In a column posted on his web site today, Washington political analyst Stuart Rothenberg focused on the comeback chances of former Democratic Gov. Roy Barnes. Rothenberg made this note of two GOP rivals, Nathan Deal and Handel:
Observers see Deal as a more formidable general election candidate, though they agree that his service in Washington, D.C., may not be an asset given Congress’ image.
Handel, who earned a GED and worked in the nation’s capital for Hallmark Cards and later in the Bush-Quayle White House before moving to Georgia and being elected to the Fulton County Commission, is regarded as less prepared to stand toe-to-toe with Barnes in a debate.
A Handel staffer saw the column late last week, when it originally appeared in Roll Call. Matt Carrothers said he told Rothenberg that Handel graduated “with her classmates” in May 1980 from Frederick Douglass High School in Upper Marlboro, MD. Via diploma, not GED.
That Handel’s education is limited is no secret. It is, in fact, part of her hard-scrabble biography.
At the state GOP convention in Savannah this spring, her campaign video described the candidate as “someone who never got to enjoy a picture-perfect childhood, who ho had to leave home at 17, get a job, finish high school alone, yet advance all the way to the White House as deputy chief of staff to Marilyn Quayle.”

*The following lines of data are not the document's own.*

//! Fake container CLI for engine tests
//!
//! A generated `sh` script stands in for `docker`. It emulates just enough of
//! `buildx build`, `create`, `cp` and `rm` to move files between a simulated
//! cache store (`<state>/store/<target>`) and the host, reading the copy
//! commands out of the rendered build definition.

use crate::cache::mount::CacheMount;
use crate::cache::relocate::DestinationRemover;
use crate::cache::transfer::TransferContext;
use crate::config::{BuilderConfig, CacheOptions, DefinitionInput, OutputStrategy};
use crate::orchestration::create_driver;
use std::fs;
use std::path::{Path, PathBuf};
use tempfile::TempDir;

const SCRIPT: &str = r##"#!/bin/sh
state='@STATE@'
echo "$*" >> "$state/log"

case "$1" in
  rm)
    # rm -f NAME
    if [ -d "$state/containers/$3" ]; then rm -rf "$state/containers/$3"; exit 0; fi
    echo "Error response from daemon: No such container: $3" >&2
    exit 1 ;;
  image)
    # image rm -f TAG
    if [ -d "$state/images/$4" ]; then rm -rf "$state/images/$4"; exit 0; fi
    echo "Error response from daemon: No such image: $4" >&2
    exit 1 ;;
  create)
    # create --name NAME IMAGE
    [ -d "$state/images/$4" ] || { echo "No such image: $4" >&2; exit 1; }
    cp -R "$state/images/$4" "$state/containers/$3"
    exit 0 ;;
  cp)
    # cp NAME:PATH -
    name=${2%%:*}
    path=${2#*:}
    cd "$state/containers/$name" || exit 1
    exec tar -cf - "${path#/}" ;;
  buildx) ;;
  *)
    echo "unexpected command: $1" >&2
    exit 2 ;;
esac

shift 2
file=
output=
tag=
context=
contexts=
while [ $# -gt 0 ]; do
  case "$1" in
    --builder) shift ;;
    --build-context) contexts="$contexts $2"; shift ;;
    -f) file=$2; shift ;;
    --output) output=$2; shift ;;
    --tag) tag=$2; shift ;;
    --load) ;;
    *) context=$1 ;;
  esac
  shift
done

if [ "$file" = "-" ]; then
  file="$state/stdin-definition"
  cat > "$file"
fi
[ -e "$state/fail" ] && { echo "ERROR: failed to solve" >&2; exit 1; }
[ -f "$context/buildstamp" ] || { echo "buildstamp missing from $context" >&2; exit 3; }

case "$output" in
  type=local,dest=*) root=${output#type=local,dest=} ;;
  *) root="$state/images/$tag" ;;
esac
[ -n "$tag" ] && mkdir -p "$state/images/$tag"

if grep -q '/cache-store' "$file"; then
  mkdir -p "$root"
  sed -n 's#.*(cp -p -R \([^ ]*\)/\. \(/cache-store[^ ]*\)/ || true).*#\1 \2#p' "$file" |
  while read -r target staging; do
    mkdir -p "$root$staging"
    if [ -d "$state/store$target" ]; then cp -R "$state/store$target/." "$root$staging/"; fi
  done
else
  sed -n 's#.*(cp -p -R \(/cache-in[^ ]*\)/\. \([^ ]*\).*#\1 \2#p' "$file" |
  while read -r staging target; do
    src=$context
    case "$staging" in
      /cache-in/*)
        for pair in $contexts; do
          case "$pair" in "src-${staging#/cache-in/}="*) src=${pair#*=} ;; esac
        done ;;
    esac
    mkdir -p "$state/store$target"
    cp -R "$src/." "$state/store$target/"
  done
fi
exit 0
"##;

/// A fake `docker` plus the directories a transfer touches
pub(crate) struct FakeDocker {
    root: TempDir,
}

impl FakeDocker {
    pub fn new() -> Self {
        let root = TempDir::new().unwrap();
        let state = root.path().join("state");
        for dir in ["store", "images", "containers"] {
            fs::create_dir_all(state.join(dir)).unwrap();
        }
        fs::create_dir_all(root.path().join("scratch")).unwrap();
        fs::create_dir_all(root.path().join("host")).unwrap();
        fs::write(
            root.path().join("docker.sh"),
            SCRIPT.replace("@STATE@", &state.display().to_string()),
        )
        .unwrap();
        Self { root }
    }

    fn state(&self) -> PathBuf {
        self.root.path().join("state")
    }

    /// Argv prefix invoking the fake
    pub fn command(&self) -> Vec<String> {
        vec![
            "sh".to_string(),
            self.root.path().join("docker.sh").display().to_string(),
        ]
    }

    pub fn scratch(&self) -> PathBuf {
        self.root.path().join("scratch")
    }

    /// A path under the simulated host filesystem
    pub fn host(&self, rel: &str) -> PathBuf {
        self.root.path().join("host").join(rel)
    }

    /// Contents of the simulated cache mount at `target`
    pub fn stored(&self, target: &str) -> PathBuf {
        self.state().join("store").join(target.trim_start_matches('/'))
    }

    /// Put a file into the simulated cache mount at `target`
    pub fn seed(&self, target: &str, rel: &str, contents: &str) {
        let path = self.stored(target).join(rel);
        fs::create_dir_all(path.parent().unwrap()).unwrap();
        fs::write(path, contents).unwrap();
    }

    /// Make every subsequent `buildx build` exit 1
    pub fn fail_builds(&self) {
        fs::write(self.state().join("fail"), "").unwrap();
    }

    pub fn log(&self) -> String {
        fs::read_to_string(self.state().join("log")).unwrap_or_default()
    }

    pub fn images_and_containers_gone(&self) -> bool {
        ["images", "containers"]
            .iter()
            .all(|dir| fs::read_dir(self.state().join(dir)).unwrap().count() == 0)
    }

    pub fn mount(&self, rel: &str, target: &str) -> CacheMount {
        let source = self.host(rel);
        CacheMount::from_options(
            &source.display().to_string(),
            &CacheOptions::Target(target.to_string()),
        )
        .unwrap()
    }

    pub fn builder_config(&self, output: OutputStrategy, input: DefinitionInput) -> BuilderConfig {
        BuilderConfig {
            command: self.command(),
            output,
            definition_input: input,
            ..BuilderConfig::default()
        }
    }

    pub fn context(&self, output: OutputStrategy, input: DefinitionInput) -> TransferContext {
        TransferContext {
            scratch_root: self.scratch(),
            image: "busybox".to_string(),
            driver: create_driver(&self.builder_config(output, input)).unwrap(),
            remover: DestinationRemover::unprivileged(),
            timeout: None,
        }
    }
}

/// Assert that `path` is an existing, empty directory
pub(crate) fn assert_empty_dir(path: &Path) {
    assert!(path.is_dir(), "{} is not a directory", path.display());
    assert_eq!(fs::read_dir(path).unwrap().count(), 0, "{} is not empty", path.display());
}

/// Every file under `root` with its contents, sorted by relative path
pub(crate) fn snapshot_tree(root: &Path) -> Vec<(PathBuf, String)> {
    let mut files = Vec::new();
    let mut pending = vec![root.to_path_buf()];
    while let Some(dir) = pending.pop() {
        for entry in fs::read_dir(&dir).unwrap() {
            let path = entry.unwrap().path();
            if path.is_dir() {
                pending.push(path);
            } else {
                let contents = fs::read_to_string(&path).unwrap();
                files.push((path.strip_prefix(root).unwrap().to_path_buf(), contents));
            }
        }
    }
    files.sort();
    files
}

The biography on Handel’s campaign web site includes this:
A deteriorating family situation caused Karen to leave home at 17. She got a job and finished high school. She also put herself through as much college as she could afford before starting a career that would see her rise rapidly through corporate America (including CIBA Vision and accounting firm KPMG) and Republican politics.

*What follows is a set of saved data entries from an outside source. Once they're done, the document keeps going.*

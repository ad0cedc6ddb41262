use crate::get_db_pool;
use crate::middleware::ClientCtx;
use crate::orm::{comments, posts, users};
use actix_web::{delete, error, get, post, web, Error, HttpResponse, Responder};
use chrono::Utc;
use sea_orm::{entity::*, query::*, DatabaseConnection, DbErr};
use serde::{Deserialize, Serialize};
use std::collections::HashMap;

/// A comment joined with its author, as the API returns it.
#[derive(Debug, Serialize)]
pub struct CommentWithAuthor {
    #[serde(flatten)]
    pub comment: comments::Model,
    pub author: Option<users::Model>,
}

#[derive(Debug, Deserialize)]
pub struct CommentForm {
    pub content: String,
}

/// Author-joined comments for one post, newest first.
pub async fn get_post_comments(
    db: &DatabaseConnection,
    post_id: &str,
) -> Result<Vec<CommentWithAuthor>, DbErr> {
    Ok(comments::Entity::find()
        .filter(comments::Column::PostId.eq(post_id))
        .order_by_desc(comments::Column::CreatedAt)
        .find_also_related(users::Entity)
        .all(db)
        .await?
        .into_iter()
        .map(|(comment, author)| CommentWithAuthor { comment, author })
        .collect())
}

/// Batched variant for post listings, keyed by post id.
pub async fn get_comments_for_posts(
    db: &DatabaseConnection,
    post_ids: Vec<String>,
) -> Result<HashMap<String, Vec<CommentWithAuthor>>, DbErr> {
    if post_ids.is_empty() {
        return Ok(HashMap::new());
    }

    let rows = comments::Entity::find()
        .filter(comments::Column::PostId.is_in(post_ids))
        .order_by_desc(comments::Column::CreatedAt)
        .find_also_related(users::Entity)
        .all(db)
        .await?;

    let mut result: HashMap<String, Vec<CommentWithAuthor>> = HashMap::new();
    for (comment, author) in rows {
        let v: &mut Vec<_> = result.entry(comment.post_id.to_owned()).or_default();
        v.push(CommentWithAuthor { comment, author });
    }

    Ok(result)
}

#[get("/api/posts/{post_id}/comments")]
pub async fn view_comments(path: web::Path<String>) -> Result<impl Responder, Error> {
    let list = get_post_comments(get_db_pool(), &path.into_inner())
        .await
        .map_err(error::ErrorInternalServerError)?;

    Ok(web::Json(list))
}

#[post("/api/posts/{post_id}/comments")]
pub async fn create_comment(
    client: ClientCtx,
    path: web::Path<String>,
    form: web::Json<CommentForm>,
) -> Result<impl Responder, Error> {
    let author_id = client.require_user()?;
    let db = get_db_pool();
    let post_id = path.into_inner();

    let content = form.content.trim().to_owned();
    if content.is_empty() {
        return Err(error::ErrorBadRequest("Comment must contain content."));
    }

    posts::Entity::find_by_id(post_id.to_owned())
        .one(db)
        .await
        .map_err(error::ErrorInternalServerError)?
        .ok_or_else(|| error::ErrorNotFound("Post not found."))?;

    let comment = comments::ActiveModel {
        id: Set(uuid::Uuid::new_v4().to_string()),
        post_id: Set(post_id),
        author_id: Set(author_id),
        content: Set(content),
        created_at: Set(Utc::now().naive_utc()),
    }
    .insert(db)
    .await
    .map_err(|e| {
        log::error!("create_comment: {}", e);
        error::ErrorInternalServerError("Failed to create comment.")
    })?;

    Ok(web::Json(comment))
}

#[delete("/api/comments/{comment_id}")]
pub async fn destroy_comment(
    client: ClientCtx,
    path: web::Path<String>,
) -> Result<impl Responder, Error> {
    client.require_user()?;
    let db = get_db_pool();

    let comment = comments::Entity::find_by_id(path.into_inner())
        .one(db)
        .await
        .map_err(error::ErrorInternalServerError)?
        .ok_or_else(|| error::ErrorNotFound("Comment not found."))?;

    if !client.can_modify_comment(&comment) {
        return Err(error::ErrorForbidden(
            "You do not have permission to delete this comment.",
        ));
    }

    comments::Entity::delete_by_id(comment.id)
        .exec(db)
        .await
        .map_err(error::ErrorInternalServerError)?;

    Ok(HttpResponse::Ok().json(serde_json::json!({ "message": "Comment deleted." })))
}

Apparently, Handel’s biography on Wikipedia — the on-line encyclopedia that is, shall we say, adjustable — at one time mentioned that she had finished high school with a GED. The line is no longer there.

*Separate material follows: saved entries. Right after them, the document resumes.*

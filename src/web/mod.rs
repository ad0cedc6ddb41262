pub mod error;

/// Configures the web app
///
/// @see https://docs.rs/actix-web/4.0.1/actix_web/struct.App.html#method.configure
pub fn configure(conf: &mut actix_web::web::ServiceConfig) {
    // Services are matched in registration order; literal paths such as
    // /api/posts/my-posts must come before /api/posts/{post_id}.
    conf.service(crate::user::post_login)
        .service(crate::user::post_logout)
        .service(crate::user::view_current_user)
        .service(crate::user::update_profile)
        .service(crate::category::view_categories)
        .service(crate::category::create_category)
        .service(crate::category::update_category)
        .service(crate::category::delete_category)
        .service(crate::post::view_posts)
        .service(crate::post::view_my_posts)
        .service(crate::post::create_post)
        .service(crate::post::create_article)
        .service(crate::post::view_post)
        .service(crate::post::update_post)
        .service(crate::post::destroy_post)
        .service(crate::post::add_post_files)
        .service(crate::post::destroy_post_file)
        .service(crate::engagement::like_post)
        .service(crate::comment::view_comments)
        .service(crate::comment::create_comment)
        .service(crate::comment::destroy_comment)
        .service(crate::settings::view_setting)
        .service(crate::settings::update_setting)
        .service(crate::admin::view_users)
        .service(crate::admin::update_user_admin)
        .service(crate::mail::post_contact);
}
use sea_orm::entity::prelude::*;
use serde::Serialize;

#[derive(Clone, Debug, PartialEq, DeriveEntityModel, Serialize)]
#[sea_orm(table_name = "categories")]
#[serde(rename_all = "camelCase")]
pub struct Model {
    #[sea_orm(primary_key, auto_increment = false)]
    pub id: String,
    #[sea_orm(unique)]
    pub name: String,
    pub description: Option<String>,
    pub color: String,
    pub is_default: bool,
    pub created_at: DateTime,
}

#[derive(Copy, Clone, Debug, EnumIter, DeriveRelation)]
pub enum Relation {
    #[sea_orm(has_many = "super::posts::Entity")]
    Posts,
}

impl Related<super::posts::Entity> for Entity {
    fn to() -> RelationDef {
        Relation::Posts.def()
    }
}

impl ActiveModelBehavior for ActiveModel {}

We called Rothenberg this afternoon. The political analyst said he picked up information about the GED by talking to his Georgia contacts. Rothenberg acknowledged that he saw the information on Wikipedia as well, but said that’s not what he based his reporting on.
“I may have made a mistake,” Rothenberg said. But the columnist said he has also asked Handel’s staff for more information. “I’m waiting for a response,” he said. “I’m waiting for data on the woman’s life.”
Now, about Wikipedia. It is possible to trace those who make changes to its various entries.
PeachPundit operator Erick Erickson says he’s tracked down the author of the Handel/GED line, and he has fingered a member of the John Oxendine campaign.
Tim Echols, the new campaign manager for the Oxendine campaign, said he was only informed of the situation late Monday, and was still investigating the situation.
You’ll recall that incident in 2006 when Secretary of State Cathy Cox, then a Democratic candidate for governor, parted ways with her campaign manager after it was found that he had doctored the Wikipedia entry for her primary rival, Lt. Gov. Mark Taylor.